## Required work
For each entry in the listing, produce an exact copy.

## Material provided
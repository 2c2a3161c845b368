//! Build configuration resolution for local Coffer asset storages.
//!
//! Given an installation directory, this crate determines which binary
//! content keys identify the storage's metadata tables and which CDN
//! archive set backs it, by parsing the vendor manifest files at the
//! storage root and the hash-addressed config files under the data
//! directory. Opening never succeeds on unverified or incomplete
//! metadata: every stage either completes fully or fails the open.
//!
//! ```rust,ignore
//! let descriptor = coffer_storage::open("/games/hero")?;
//! println!("build {} from {}", descriptor.build_number, descriptor.cdn_url);
//! ```
//!
//! The underlying archive/index engine that consumes the resolved keys
//! lives elsewhere; this crate stops at the populated
//! [`BuildDescriptor`].

mod agent;
mod descriptor;
mod fetch;
mod locale;
mod manifest;
mod storage;

pub use agent::{data_dir_value, discover_install};
pub use descriptor::BuildDescriptor;
pub use fetch::{config_file_path, fetch_config_file};
pub use locale::LocaleFlags;
pub use manifest::ManifestFields;
pub use storage::open;

// Re-export the key and product types the descriptor exposes.
pub use coffer_config::{ContentKey, Product};

use thiserror::Error;

/// Result type for storage operations.
pub type Result<T> = std::result::Result<T, Error>;

/// Errors that can occur while resolving a build configuration.
#[derive(Debug, Error)]
pub enum Error {
    /// I/O error occurred.
    #[error("I/O error: {0}")]
    Io(#[from] std::io::Error),

    /// The storage manifest did not parse.
    #[error("Manifest error: {0}")]
    Manifest(#[from] coffer_psv::Error),

    /// A config file field did not parse or validate.
    #[error("Config error: {0}")]
    Config(#[from] coffer_config::Error),

    /// Malformed data outside the config field parsers.
    #[error("Invalid format: {0}")]
    InvalidFormat(String),

    /// An expected file or directory is absent.
    #[error("Not found: {0}")]
    NotFound(String),

    /// Hash verification failed, or no manifest format resolved.
    #[error("Data corruption detected: {0}")]
    Corruption(String),
}

/// The error-code set surfaced to storage callers.
#[derive(Debug, Clone, Copy, PartialEq, Eq)]
pub enum ErrorCode {
    /// Operation completed.
    Success,
    /// Any parse or validation failure.
    BadFormat,
    /// Expected file or directory absent.
    NotFound,
    /// Allocation failure reported by the platform.
    NotEnoughMemory,
    /// Hash mismatch, or no manifest resolved at all.
    FileCorrupt,
}

impl Error {
    /// Collapse the error into the surfaced code set.
    ///
    /// I/O errors fold by kind: `NotFound` and `OutOfMemory` keep their
    /// identity, everything else surfaces as bad format. (Allocation
    /// failure inside this process aborts per Rust semantics and never
    /// reaches here.)
    pub fn code(&self) -> ErrorCode {
        match self {
            Self::Io(e) => match e.kind() {
                std::io::ErrorKind::NotFound => ErrorCode::NotFound,
                std::io::ErrorKind::OutOfMemory => ErrorCode::NotEnoughMemory,
                _ => ErrorCode::BadFormat,
            },
            Self::Manifest(_) | Self::Config(_) | Self::InvalidFormat(_) => ErrorCode::BadFormat,
            Self::NotFound(_) => ErrorCode::NotFound,
            Self::Corruption(_) => ErrorCode::FileCorrupt,
        }
    }
}

/// Modern manifest filename at the storage root.
pub const BUILD_INFO_FILE: &str = ".build.info";

/// Legacy manifest filename at the storage root.
pub const BUILD_DB_FILE: &str = ".build.db";

/// Agent database filename used to discover the data directory.
pub const AGENT_DB_FILE: &str = ".agent.db";

/// Subdirectory of the data directory holding hash-addressed config
/// files.
pub const CONFIG_DIR: &str = "config";

/// Index subdirectory used by current builds.
pub const INDEX_DIR: &str = "data";

/// Index subdirectory used by early alpha builds.
pub const INDEX_DIR_LEGACY: &str = "darch";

## Answer section
repository 2c2a3161c845b368
//! Build configuration resolution for local Coffer asset storages.
//!
//! Given an installation directory, this crate determines which binary
//! content keys identify the storage's metadata tables and which CDN
//! archive set backs it, by parsing the vendor manifest files at the
//! storage root and the hash-addressed config files under the data
//! directory. Opening never succeeds on unverified or incomplete
//! metadata: every stage either completes fully or fails the open.
//!
//! ```rust,ignore
//! let descriptor = coffer_storage::open("/games/hero")?;
//! println!("build {} from {}", descriptor.build_number, descriptor.cdn_url);
//! ```
//!
//! The underlying archive/index engine that consumes the resolved keys
//! lives elsewhere; this crate stops at the populated
//! [`BuildDescriptor`].

mod agent;
mod descriptor;
mod fetch;
mod locale;
mod manifest;
mod storage;

pub use agent::{data_dir_value, discover_install};
pub use descriptor::BuildDescriptor;
pub use fetch::{config_file_path, fetch_config_file};
pub use locale::LocaleFlags;
pub use manifest::ManifestFields;
pub use storage::open;

// Re-export the key and product types the descriptor exposes.
pub use coffer_config::{ContentKey, Product};

use thiserror::Error;

/// Result type for storage operations.
pub type Result<T> = std::result::Result<T, Error>;

/// Errors that can occur while resolving a build configuration.
#[derive(Debug, Error)]
pub enum Error {
    /// I/O error occurred.
    #[error("I/O error: {0}")]
    Io(#[from] std::io::Error),

    /// The storage manifest did not parse.
    #[error("Manifest error: {0}")]
    Manifest(#[from] coffer_psv::Error),

    /// A config file field did not parse or validate.
    #[error("Config error: {0}")]
    Config(#[from] coffer_config::Error),

    /// Malformed data outside the config field parsers.
    #[error("Invalid format: {0}")]
    InvalidFormat(String),

    /// An expected file or directory is absent.
    #[error("Not found: {0}")]
    NotFound(String),

    /// Hash verification failed, or no manifest format resolved.
    #[error("Data corruption detected: {0}")]
    Corruption(String),
}

/// The error-code set surfaced to storage callers.
#[derive(Debug, Clone, Copy, PartialEq, Eq)]
pub enum ErrorCode {
    /// Operation completed.
    Success,
    /// Any parse or validation failure.
    BadFormat,
    /// Expected file or directory absent.
    NotFound,
    /// Allocation failure reported by the platform.
    NotEnoughMemory,
    /// Hash mismatch, or no manifest resolved at all.
    FileCorrupt,
}

impl Error {
    /// Collapse the error into the surfaced code set.
    ///
    /// I/O errors fold by kind: `NotFound` and `OutOfMemory` keep their
    /// identity, everything else surfaces as bad format. (Allocation
    /// failure inside this process aborts per Rust semantics and never
    /// reaches here.)
    pub fn code(&self) -> ErrorCode {
        match self {
            Self::Io(e) => match e.kind() {
                std::io::ErrorKind::NotFound => ErrorCode::NotFound,
                std::io::ErrorKind::OutOfMemory => ErrorCode::NotEnoughMemory,
                _ => ErrorCode::BadFormat,
            },
            Self::Manifest(_) | Self::Config(_) | Self::InvalidFormat(_) => ErrorCode::BadFormat,
            Self::NotFound(_) => ErrorCode::NotFound,
            Self::Corruption(_) => ErrorCode::FileCorrupt,
        }
    }
}

/// Modern manifest filename at the storage root.
pub const BUILD_INFO_FILE: &str = ".build.info";

/// Legacy manifest filename at the storage root.
pub const BUILD_DB_FILE: &str = ".build.db";

/// Agent database filename used to discover the data directory.
pub const AGENT_DB_FILE: &str = ".agent.db";

/// Subdirectory of the data directory holding hash-addressed config
/// files.
pub const CONFIG_DIR: &str = "config";

/// Index subdirectory used by current builds.
pub const INDEX_DIR: &str = "data";

/// Index subdirectory used by early alpha builds.
pub const INDEX_DIR_LEGACY: &str = "darch";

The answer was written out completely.